Earth to Echo (2014)
Certified: PG
Duration: 89 minutes
Directed by: Dave Green
Starring: Teo Halm, Brian Bradley, Reese Hartwig, Ella Wahlestedt, Jason Gray-Stanford, Cassius Willis, Sonya Leslie, Kerry O’Malley, Virginia Louise Smith, Peter Mackenzie, Valerie Wildman
KRS Releasing Ltd

Earth to Echo is about three adolescent best friends, Alex (Teo Halm), Tuck (Astro) and Munch (Reese Hartwig), living in Nevada. Their neighbourhood and their lives are about to be turned upside down with the building of a freeway as their families will have to move and thus they will be separated.

Things take a wild turn when all phones start acting weird and strange visuals appear on them. They finally figure out that these designs are a map that leads to the desert.

On their last night together, they opt to ride out to the location and see what is happening. There they find a strange object half-covered in sand. This turns out to be an alien that is trying to get back to its ship. The trio nicknames it Echo.

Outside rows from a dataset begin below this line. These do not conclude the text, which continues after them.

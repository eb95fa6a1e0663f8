//! `perenio snapshot`, `perenio files`, `perenio stream`

use std::io::Write;
use std::path::{Path, PathBuf};

use perenio_api::RecordedFile;
use perenio_core::Integration;
use serde_json::Value;
use tabled::Tabled;

use crate::cli::GlobalOpts;
use crate::error::CliError;
use crate::output;

// ── Snapshot ────────────────────────────────────────────────────────

pub async fn snapshot(
    integration: &Integration,
    camera_id: &str,
    file: Option<PathBuf>,
    global: &GlobalOpts,
) -> Result<(), CliError> {
    let image = integration
        .client()
        .try_get_camera_snapshot(camera_id)
        .await?;

    let path = file.unwrap_or_else(|| PathBuf::from(format!("{camera_id}.jpg")));
    if path == Path::new("-") {
        let mut stdout = std::io::stdout().lock();
        stdout.write_all(&image)?;
        stdout.flush()?;
        return Ok(());
    }

    std::fs::write(&path, &image)?;
    output::status(
        &format!("Saved {} bytes to {}", image.len(), path.display()),
        global.quiet,
    );
    Ok(())
}

// ── Recorded files ──────────────────────────────────────────────────

#[derive(Tabled)]
struct FileRow {
    #[tabled(rename = "#")]
    index: usize,
    #[tabled(rename = "Entry")]
    entry: String,
}

pub async fn files(
    integration: &Integration,
    camera_id: &str,
    limit: u32,
    global: &GlobalOpts,
) -> Result<(), CliError> {
    let files: Vec<Value> = integration
        .client()
        .try_get_camera_files(camera_id, limit)
        .await?
        .into_iter()
        .map(RecordedFile::into_raw)
        .collect();

    let mut index = 0;
    let out = output::render_list(
        &global.output,
        &files,
        |f| {
            index += 1;
            FileRow {
                index,
                entry: f.to_string(),
            }
        },
        Value::to_string,
    )?;
    output::print_output(&out, global.quiet);
    Ok(())
}

// ── Stream offer ────────────────────────────────────────────────────

pub async fn stream(
    integration: &Integration,
    camera_id: &str,
    global: &GlobalOpts,
) -> Result<(), CliError> {
    let offer = integration
        .client()
        .try_get_camera_stream_offer(camera_id)
        .await?
        .into_raw();

    let out = output::render_single(&global.output, &offer, |raw| {
        serde_json::to_string_pretty(raw).unwrap_or_else(|_| raw.to_string())
    })?;
    output::print_output(&out, global.quiet);
    output::status(
        "Note: this is a WebRTC offer, not a playable URL.",
        global.quiet,
    );
    Ok(())
}
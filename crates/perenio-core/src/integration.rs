// ── Integration lifecycle ──
//
// Set up one configured account, turn its devices into camera entities,
// poll them in the background, and tear everything down on unload.

use std::sync::Arc;

use futures_util::future::join_all;
use tokio::sync::{Mutex, RwLock};
use tokio::task::JoinHandle;
use tokio_util::sync::CancellationToken;
use tracing::{debug, info, warn};

use perenio_api::PerenioClient;

use crate::config::IntegrationConfig;
use crate::entity::CameraEntity;
use crate::error::CoreError;

/// A running Perenio entry: one authenticated client shared by every
/// camera it discovered.
pub struct Integration {
    config: IntegrationConfig,
    client: Arc<PerenioClient>,
    cameras: RwLock<Vec<Arc<CameraEntity>>>,
    cancel: CancellationToken,
    poller: Mutex<Option<JoinHandle<()>>>,
}

impl Integration {
    /// Build the client, open its session, and log in.
    ///
    /// Fails with [`CoreError::NotReady`] when the session cannot be built
    /// or no access token was granted, carrying the login error when there
    /// is one. The client is closed in both cases.
    pub async fn setup_entry(config: IntegrationConfig) -> Result<Self, CoreError> {
        let client = Arc::new(config.build_client());

        if let Err(e) = client.try_setup().await {
            client.close();
            let reason = if e.is_auth_expired() {
                "authentication failed"
            } else {
                "failed to set up Perenio client"
            };
            return Err(CoreError::NotReady {
                reason: reason.into(),
                source: Some(e),
            });
        }

        if !client.has_access_token().await {
            client.close();
            return Err(CoreError::NotReady {
                reason: "authentication failed".into(),
                source: None,
            });
        }

        info!(email = %config.email, "Perenio entry set up");
        Ok(Self {
            config,
            client,
            cameras: RwLock::new(Vec::new()),
            cancel: CancellationToken::new(),
            poller: Mutex::new(None),
        })
    }

    pub fn config(&self) -> &IntegrationConfig {
        &self.config
    }

    /// The shared API client.
    pub fn client(&self) -> &Arc<PerenioClient> {
        &self.client
    }

    /// List the account's devices and register one camera per device that
    /// carries an identifier. Replaces any previously discovered set.
    pub async fn discover_cameras(&self) -> Vec<Arc<CameraEntity>> {
        let devices = self.client.get_devices().await;
        let total = devices.len();

        let cameras: Vec<Arc<CameraEntity>> = devices
            .into_iter()
            .filter_map(|device| {
                let camera = CameraEntity::from_device(Arc::clone(&self.client), device);
                if camera.is_none() {
                    debug!("skipping device without an identifier");
                }
                camera.map(Arc::new)
            })
            .inspect(|camera| {
                info!(camera_id = camera.camera_id(), name = camera.name(), "adding camera");
            })
            .collect();

        if cameras.is_empty() {
            warn!(devices = total, "no Perenio cameras found");
        }

        *self.cameras.write().await = cameras.clone();
        cameras
    }

    /// Cameras from the last discovery.
    pub async fn cameras(&self) -> Vec<Arc<CameraEntity>> {
        self.cameras.read().await.clone()
    }

    /// Look up a discovered camera by id.
    pub async fn camera(&self, camera_id: &str) -> Result<Arc<CameraEntity>, CoreError> {
        self.cameras
            .read()
            .await
            .iter()
            .find(|camera| camera.camera_id() == camera_id)
            .cloned()
            .ok_or_else(|| CoreError::CameraNotFound {
                camera_id: camera_id.to_owned(),
            })
    }

    /// Start updating every discovered camera at the scan interval.
    ///
    /// Does nothing when the interval is zero or polling is already running.
    pub async fn spawn_polling(&self) {
        let period = self.config.scan_interval;
        if period.is_zero() {
            debug!("scan interval is zero, polling disabled");
            return;
        }

        let mut poller = self.poller.lock().await;
        if poller.is_some() {
            return;
        }

        let cameras = self.cameras().await;
        let cancel = self.cancel.child_token();
        debug!(cameras = cameras.len(), ?period, "starting camera polling");
        *poller = Some(tokio::spawn(poll_task(cameras, period, cancel)));
    }

    /// Stop polling and release the client's session.
    ///
    /// Returns `true` if this call closed an open session.
    pub async fn unload(&self) -> bool {
        self.cancel.cancel();
        if let Some(handle) = self.poller.lock().await.take() {
            if let Err(e) = handle.await {
                warn!(error = %e, "polling task ended abnormally");
            }
        }
        self.cameras.write().await.clear();

        let closed = self.client.close();
        info!(email = %self.config.email, "Perenio entry unloaded");
        closed
    }
}

async fn poll_task(
    cameras: Vec<Arc<CameraEntity>>,
    period: std::time::Duration,
    cancel: CancellationToken,
) {
    let mut interval = tokio::time::interval(period);
    interval.tick().await; // first tick fires immediately

    loop {
        tokio::select! {
            biased;
            () = cancel.cancelled() => break,
            _ = interval.tick() => {
                join_all(cameras.iter().map(|camera| camera.update())).await;
            }
        }
    }
    debug!("camera polling stopped");
}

Emma (Ella Wahlestedt), a girl from their class, joins the group and they decide to help the alien in its quest. However, Dr Lawrence Masden (Jason Gray-Stanford), who wants Echo and the spaceship, stands in their way.

Earth to Echo is a mix of the lost-alien-on-our-planet genre as set in stone by Steven Spielberg’s E.T. and all its successors and the found-footage genre. Dave Green, who worked as a production assistant on the Spider-Man sequels, is wearing his heart on his sleeves as he pays Spielberg a direct homage. Here he has created a robotic design that is both cute and yet real. However, the attraction here is not the robot itself but the mystery these young ones need to solve.

At the same time, the director has also made a coming-of-age story very much in the same style of the recent Super 8 (2011). This infusion of nostalgia that is very much in evidence plays well in the film’s structure and characters.

The found footage here is played out by mining Tuck’s obsession – or need – with recording everything that happens in his life – something which the audience will assimilate with.

Usually I am not a big fan of the shaky camera visuals but here they seem to fit the bill. Technically, this is not found footage but the way it is structured is clever enough and has both a sense of mystery and discovery in it to keep one hooked for the film’s duration.

Aided along with well-presented special effects that increase in intensity as the film progresses, Earth to Echo is a Disney-style movie which has a strong message of empowerment.